Humming… is there anybody that doesn’t do it? Every artist initiated their career because they love music and want to make their own vision tangible. Every songwriter has hummed tunes which got moulded into songs. Inspiration is helpful – but where do you go from there?
The stars of today writing songs doesn’t mean that they were born a pro; instead, they followed a pattern to construct their first ever song, and worked hard at their craft. Every artist has to follow a procedure in order to construct their string of words into lyric ideas, which groups together to form a song.
So, we want to help you understand the best approach to songwriting, and give you trusted steps that help. The following seven steps will allow you to follow a sequence to get a breakthrough regarding writing, and complete a song from start to finish.

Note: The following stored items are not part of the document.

//! Single-page A4 report drawing.
//!
//! All coordinates here are PDF points with the origin at the bottom-left
//! corner of the page. printpdf takes millimetres, so every call goes through
//! [`mm`] at the edge.

use std::f32::consts::PI;
use std::io::BufWriter;
use std::path::Path;

use printpdf::path::{PaintMode, WindingOrder};
use printpdf::*;

use crate::analysis::AnalysisResult;

use super::layout::{
    stack_region_cards, text_width, PlacedCard, ReportFont, CARD_TEXT_INSET_LEFT,
    DESCRIPTION_LINE, DESCRIPTION_SIZE, SUBTITLE_LINE, SUBTITLE_SIZE, TITLE_LINE, TITLE_SIZE,
};
use super::palette::*;
use super::ReportError;

const PAGE_WIDTH: f32 = 595.2756;
const PAGE_HEIGHT: f32 = 841.8898;
const MARGIN: f32 = 30.0;

const HEADER_HEIGHT: f32 = 90.0;
const FOOTER_RULE_Y: f32 = 62.0;

const IMAGE_CARD_WIDTH: f32 = 145.0;
const IMAGE_CARD_HEIGHT: f32 = 183.0;
const IMAGE_CARD_GAP: f32 = 52.0;
const IMAGE_BOX_WIDTH: f32 = 115.0;
const IMAGE_BOX_HEIGHT: f32 = 145.0;

const SECTION_SIZE: f32 = 11.0;

const DOCUMENT_TITLE: &str = "GlowMetrics Análise Facial";
const DISCLAIMER: &str =
    "*Análise realizada por Inteligência Artificial. Não substitui avaliação médica profissional.";

/// Points to printpdf millimetres.
fn mm(points: f32) -> Mm {
    Mm::from(Pt(points))
}

fn point(x: f32, y: f32) -> (Point, bool) {
    (Point::new(mm(x), mm(y)), false)
}

/// Render the report for one before/after pair and return the PDF bytes.
///
/// Both images are decoded up front so an unreadable file fails before any
/// drawing starts.
pub fn render_report(
    before: &Path,
    after: &Path,
    result: &AnalysisResult,
) -> Result<Vec<u8>, ReportError> {
    let _span = tracing::info_span!("render_report").entered();

    let before_img = load_image(before)?;
    let after_img = load_image(after)?;

    let (doc, page1, layer1) =
        PdfDocument::new(DOCUMENT_TITLE, Mm(210.0), Mm(297.0), "Layer 1");
    let layer = doc.get_page(page1).get_layer(layer1);
    let fonts = Fonts {
        regular: doc
            .add_builtin_font(BuiltinFont::Helvetica)
            .map_err(|e| ReportError::Pdf(format!("font error: {e}")))?,
        bold: doc
            .add_builtin_font(BuiltinFont::HelveticaBold)
            .map_err(|e| ReportError::Pdf(format!("font error: {e}")))?,
        oblique: doc
            .add_builtin_font(BuiltinFont::HelveticaOblique)
            .map_err(|e| ReportError::Pdf(format!("font error: {e}")))?,
    };
    let page = Page { layer, fonts };

    page.draw_background();
    page.draw_header(&chrono::Local::now().format("%d/%m/%Y às %H:%M").to_string());

    let section_y = PAGE_HEIGHT - 118.0;
    page.draw_section_title(MARGIN, section_y, "Sua Transformação");
    let cards_bottom = page.draw_image_pair(&before_img, &after_img, section_y - 22.0);

    let regions_y = cards_bottom - 28.0;
    page.draw_section_title(MARGIN, regions_y, "Análise por Região");

    let cards = stack_region_cards(&result.areas, PAGE_WIDTH - 2.0 * MARGIN, regions_y - 18.0);
    for card in &cards {
        page.draw_region_card(MARGIN, PAGE_WIDTH - 2.0 * MARGIN, card);
    }

    page.draw_footer();

    tracing::debug!(regions = cards.len(), "Report drawn");

    let mut buf = BufWriter::new(Vec::new());
    doc.save(&mut buf)
        .map_err(|e| ReportError::Pdf(format!("save error: {e}")))?;
    buf.into_inner()
        .map_err(|e| ReportError::Pdf(format!("buffer error: {e}")))
}

/// Render the report and write it to `out`.
pub fn write_report(
    before: &Path,
    after: &Path,
    result: &AnalysisResult,
    out: &Path,
) -> Result<(), ReportError> {
    let bytes = render_report(before, after, result)?;
    std::fs::write(out, bytes)?;
    Ok(())
}

/// Decode by content, not extension: downloaded files are always `.jpg`.
fn load_image(path: &Path) -> Result<::image::DynamicImage, ReportError> {
    let to_err = |reason: String| ReportError::Image {
        path: path.to_path_buf(),
        reason,
    };
    let decoded = ::image::io::Reader::open(path)
        .map_err(|e| to_err(e.to_string()))?
        .with_guessed_format()
        .map_err(|e| to_err(e.to_string()))?
        .decode()
        .map_err(|e| to_err(e.to_string()))?;

    // Alpha channels are flattened; the page background is opaque anyway.
    Ok(::image::DynamicImage::ImageRgb8(decoded.to_rgb8()))
}

// ═══════════════════════════════════════════════════════════
// Drawing
// ═══════════════════════════════════════════════════════════

struct Fonts {
    regular: IndirectFontRef,
    bold: IndirectFontRef,
    oblique: IndirectFontRef,
}

impl Fonts {
    fn get(&self, font: ReportFont) -> &IndirectFontRef {
        match font {
            ReportFont::Regular => &self.regular,
            ReportFont::Bold => &self.bold,
            ReportFont::Oblique => &self.oblique,
        }
    }
}

struct Page {
    layer: PdfLayerReference,
    fonts: Fonts,
}

enum Align {
    Left,
    Center,
    Right,
}

impl Page {
    // ─── Primitives ───

    fn text(&self, x: f32, y: f32, text: &str, font: ReportFont, size: f32, color: Rgb8, align: Align) {
        let x = match align {
            Align::Left => x,
            Align::Center => x - text_width(text, font, size) / 2.0,
            Align::Right => x - text_width(text, font, size),
        };
        self.layer.set_fill_color(color.to_pdf());
        self.layer.use_text(text, size, mm(x), mm(y), self.fonts.get(font));
    }

    fn line(&self, from: (f32, f32), to: (f32, f32), color: Rgb8, thickness: f32) {
        self.layer.set_outline_color(color.to_pdf());
        self.layer.set_outline_thickness(thickness);
        self.layer.add_line(Line {
            points: vec![point(from.0, from.1), point(to.0, to.1)],
            is_closed: false,
        });
    }

    fn shape(&self, points: Vec<(Point, bool)>, fill: Option<Rgb8>, stroke: Option<(Rgb8, f32)>) {
        let mode = match (fill, stroke) {
            (Some(_), Some(_)) => PaintMode::FillStroke,
            (Some(_), None) => PaintMode::Fill,
            (None, Some(_)) => PaintMode::Stroke,
            (None, None) => return,
        };
        if let Some(color) = fill {
            self.layer.set_fill_color(color.to_pdf());
        }
        if let Some((color, thickness)) = stroke {
            self.layer.set_outline_color(color.to_pdf());
            self.layer.set_outline_thickness(thickness);
        }
        self.layer.add_polygon(Polygon {
            rings: vec![points],
            mode,
            winding_order: WindingOrder::NonZero,
        });
    }

    fn rect(&self, x: f32, y: f32, w: f32, h: f32, fill: Rgb8) {
        let points = vec![point(x, y), point(x + w, y), point(x + w, y + h), point(x, y + h)];
        self.shape(points, Some(fill), None);
    }

    fn rounded_rect(
        &self,
        (x, y, w, h): (f32, f32, f32, f32),
        radius: f32,
        fill: Option<Rgb8>,
        stroke: Option<(Rgb8, f32)>,
    ) {
        self.shape(rounded_rect_points(x, y, w, h, radius), fill, stroke);
    }

    fn circle(&self, cx: f32, cy: f32, r: f32, fill: Option<Rgb8>, stroke: Option<(Rgb8, f32)>) {
        let points = (0..CIRCLE_SEGMENTS)
            .map(|i| {
                let a = 2.0 * PI * i as f32 / CIRCLE_SEGMENTS as f32;
                point(cx + r * a.cos(), cy + r * a.sin())
            })
            .collect();
        self.shape(points, fill, stroke);
    }

    // ─── Sections ───

    fn draw_background(&self) {
        self.rect(0.0, 0.0, PAGE_WIDTH, PAGE_HEIGHT, BG_MAIN);
        let tint = ROSE_LIGHT.over(BG_MAIN, 0.3);
        self.circle(PAGE_WIDTH + 50.0, PAGE_HEIGHT - 100.0, 200.0, Some(tint), None);
        self.circle(-80.0, 150.0, 180.0, Some(tint), None);
    }

    fn draw_header(&self, timestamp: &str) {
        let base = PAGE_HEIGHT - HEADER_HEIGHT;
        self.rect(0.0, base, PAGE_WIDTH, HEADER_HEIGHT, WHITE);
        self.line((MARGIN, base), (PAGE_WIDTH - MARGIN, base), GOLD, 2.0);

        self.text(MARGIN, PAGE_HEIGHT - 45.0, "Análise Facial", ReportFont::Bold, 24.0, TEXT_DARK, Align::Left);
        self.text(
            MARGIN,
            PAGE_HEIGHT - 65.0,
            "Relatório de Resultados Estéticos",
            ReportFont::Regular,
            11.0,
            ROSE_DARK,
            Align::Left,
        );

        // Logo mark and wordmark
        let logo_x = PAGE_WIDTH - 145.0;
        let mark_y = PAGE_HEIGHT - 45.0;
        self.circle(logo_x + 12.0, mark_y, 20.0, Some(GOLD.over(WHITE, 0.15)), None);
        self.circle(logo_x + 12.0, mark_y, 12.0, None, Some((ROSE, 2.0)));
        self.circle(logo_x + 12.0, mark_y, 5.0, Some(ROSE), None);
        self.text(logo_x + 32.0, PAGE_HEIGHT - 40.0, "Glow", ReportFont::Bold, 14.0, ROSE_DARK, Align::Left);
        let metrics_x = logo_x + 32.0 + text_width("Glow", ReportFont::Bold, 14.0);
        self.text(metrics_x, PAGE_HEIGHT - 40.0, "Metrics", ReportFont::Regular, 14.0, TEXT_DARK, Align::Left);
        self.text(
            logo_x + 32.0,
            PAGE_HEIGHT - 52.0,
            "Análise de Beleza Inteligente",
            ReportFont::Regular,
            7.0,
            TEXT_LIGHT,
            Align::Left,
        );

        self.text(
            PAGE_WIDTH - MARGIN,
            PAGE_HEIGHT - 78.0,
            timestamp,
            ReportFont::Regular,
            8.0,
            TEXT_LIGHT,
            Align::Right,
        );
    }

    fn draw_section_title(&self, x: f32, y: f32, title: &str) {
        self.text(x, y, title, ReportFont::Bold, SECTION_SIZE, ROSE_DARK, Align::Left);
        let rule_start = x + text_width(title, ReportFont::Bold, SECTION_SIZE) + 8.0;
        self.line((rule_start, y + 4.0), (rule_start + 55.0, y + 4.0), GOLD, 1.0);
    }

    /// Draws the two photo cards hanging from `top` and returns their bottom edge.
    fn draw_image_pair(&self, before: &::image::DynamicImage, after: &::image::DynamicImage, top: f32) -> f32 {
        let card_y = top - IMAGE_CARD_HEIGHT;
        let before_x = MARGIN;
        let after_x = before_x + IMAGE_CARD_WIDTH + IMAGE_CARD_GAP;

        self.rounded_rect(
            (before_x, card_y, IMAGE_CARD_WIDTH, IMAGE_CARD_HEIGHT),
            12.0,
            Some(WHITE),
            Some((BORDER, 1.0)),
        );
        self.text(
            before_x + IMAGE_CARD_WIDTH / 2.0,
            card_y + IMAGE_CARD_HEIGHT - 18.0,
            "Antes",
            ReportFont::Regular,
            9.0,
            TEXT_LIGHT,
            Align::Center,
        );
        self.image_fit(before, before_x, card_y);

        // Arrow between the cards
        let arrow_x = before_x + IMAGE_CARD_WIDTH + 12.0;
        let arrow_y = card_y + IMAGE_CARD_HEIGHT / 2.0;
        self.line((arrow_x, arrow_y), (arrow_x + 28.0, arrow_y), ROSE, 1.5);
        self.line((arrow_x + 22.0, arrow_y + 5.0), (arrow_x + 28.0, arrow_y), ROSE, 1.5);
        self.line((arrow_x + 22.0, arrow_y - 5.0), (arrow_x + 28.0, arrow_y), ROSE, 1.5);

        self.rounded_rect(
            (after_x, card_y, IMAGE_CARD_WIDTH, IMAGE_CARD_HEIGHT),
            12.0,
            Some(WHITE),
            Some((ROSE, 2.0)),
        );
        self.text(
            after_x + IMAGE_CARD_WIDTH / 2.0,
            card_y + IMAGE_CARD_HEIGHT - 18.0,
            "Depois",
            ReportFont::Bold,
            9.0,
            ROSE_DARK,
            Align::Center,
        );
        self.image_fit(after, after_x, card_y);

        card_y
    }

    /// Places `img` in the card's image box, scaled to fit and centered.
    fn image_fit(&self, img: &::image::DynamicImage, card_x: f32, card_y: f32) {
        let (px_w, px_h) = (img.width() as f32, img.height() as f32);
        if px_w == 0.0 || px_h == 0.0 {
            return;
        }
        let (w, h) = fit_within(px_w, px_h, IMAGE_BOX_WIDTH, IMAGE_BOX_HEIGHT);
        let box_x = card_x + (IMAGE_CARD_WIDTH - IMAGE_BOX_WIDTH) / 2.0;
        let box_y = card_y + 10.0;

        // At 72 dpi one pixel is one point, so the scale is target / pixels.
        Image::from_dynamic_image(img).add_to_layer(
            self.layer.clone(),
            ImageTransform {
                translate_x: Some(mm(box_x + (IMAGE_BOX_WIDTH - w) / 2.0)),
                translate_y: Some(mm(box_y + (IMAGE_BOX_HEIGHT - h) / 2.0)),
                scale_x: Some(w / px_w),
                scale_y: Some(h / px_h),
                dpi: Some(72.0),
                ..Default::default()
            },
        );
    }

    fn draw_region_card(&self, x: f32, width: f32, card: &PlacedCard) {
        let layout = &card.layout;
        let bottom = card.top - layout.height;

        self.rounded_rect((x, bottom, width, layout.height), 10.0, Some(WHITE), Some((BORDER, 0.8)));
        self.rounded_rect(
            (x, bottom + 8.0, 4.0, layout.height - 16.0),
            2.0,
            Some(card.style.accent),
            None,
        );

        let grade = grade_style(layout.grade);
        self.text(
            x + width - 18.0,
            card.top - 18.0,
            grade.label,
            ReportFont::Bold,
            8.0,
            grade.color,
            Align::Right,
        );

        let text_x = x + CARD_TEXT_INSET_LEFT;
        let mut y = card.top - 18.0;
        for line in &layout.title_lines {
            self.text(text_x, y, line, ReportFont::Bold, TITLE_SIZE, TEXT_DARK, Align::Left);
            y -= TITLE_LINE;
        }
        y -= 4.0;
        for line in &layout.description_lines {
            self.text(text_x, y, line, ReportFont::Oblique, DESCRIPTION_SIZE, TEXT_MEDIUM, Align::Left);
            y -= DESCRIPTION_LINE;
        }
        y -= 4.0;
        for line in &layout.subtitle_lines {
            self.text(text_x, y, line, ReportFont::Regular, SUBTITLE_SIZE, TEXT_LIGHT, Align::Left);
            y -= SUBTITLE_LINE;
        }
    }

    fn draw_footer(&self) {
        self.line((MARGIN, FOOTER_RULE_Y), (PAGE_WIDTH - MARGIN, FOOTER_RULE_Y), GOLD, 0.8);
        self.text(PAGE_WIDTH / 2.0, 48.0, DISCLAIMER, ReportFont::Regular, 7.0, TEXT_LIGHT, Align::Center);
        self.text(MARGIN, 28.0, "GlowMetrics", ReportFont::Bold, 9.0, ROSE_DARK, Align::Left);
        let tagline_x = MARGIN + text_width("GlowMetrics", ReportFont::Bold, 9.0) + 6.0;
        self.text(tagline_x, 28.0, "• Análise de Beleza Inteligente", ReportFont::Regular, 8.0, TEXT_LIGHT, Align::Left);
        self.text(PAGE_WIDTH - MARGIN, 28.0, "v2.0 Clinic Edition", ReportFont::Regular, 7.0, TEXT_LIGHT, Align::Right);
    }
}

const CIRCLE_SEGMENTS: usize = 48;
const CORNER_SEGMENTS: usize = 6;

/// Largest size with the source aspect ratio that fits the box.
fn fit_within(src_w: f32, src_h: f32, box_w: f32, box_h: f32) -> (f32, f32) {
    let scale = (box_w / src_w).min(box_h / src_h);
    (src_w * scale, src_h * scale)
}

/// Outline of a rectangle with arc corners, counter-clockwise from bottom-left.
fn rounded_rect_points(x: f32, y: f32, w: f32, h: f32, radius: f32) -> Vec<(Point, bool)> {
    let r = radius.min(w / 2.0).min(h / 2.0).max(0.0);
    // Corner centers with the start angle of each quarter arc.
    let corners = [
        (x + w - r, y + r, -PI / 2.0),
        (x + w - r, y + h - r, 0.0),
        (x + r, y + h - r, PI / 2.0),
        (x + r, y + r, PI),
    ];
    corners
        .iter()
        .flat_map(|&(cx, cy, start)| {
            (0..=CORNER_SEGMENTS).map(move |i| {
                let a = start + (PI / 2.0) * i as f32 / CORNER_SEGMENTS as f32;
                point(cx + r * a.cos(), cy + r * a.sin())
            })
        })
        .collect()
}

So, what are you waiting for? It’s time to start!
The first thing required for anybody to write a track is to grab a pen or pencil and piece of paper, and start scribbling down ideas. There are also some great songwriting apps to help you keep track of these ideas, and play around with them.
You must be thinking ‘why is it necessary to note down ideas, phrases, or strings of words?’ In most cases, nobody writes a song in one go. Lyrics come in episodes, and songs are made of a series of events which need to be noted down so that we don’t forget it.
In order to prevent your ideas from thinning into the air, it is essential that whatever crosses your mind is recorded or registered somewhere, so that you can proceed later on.
Another important thing to do is to always carry a recording device with you, either a mobile phone, a dictaphone recorder, or anything else that enables you to record things. Out of them all, mobile phones make sense since we usually carry them everywhere anyway!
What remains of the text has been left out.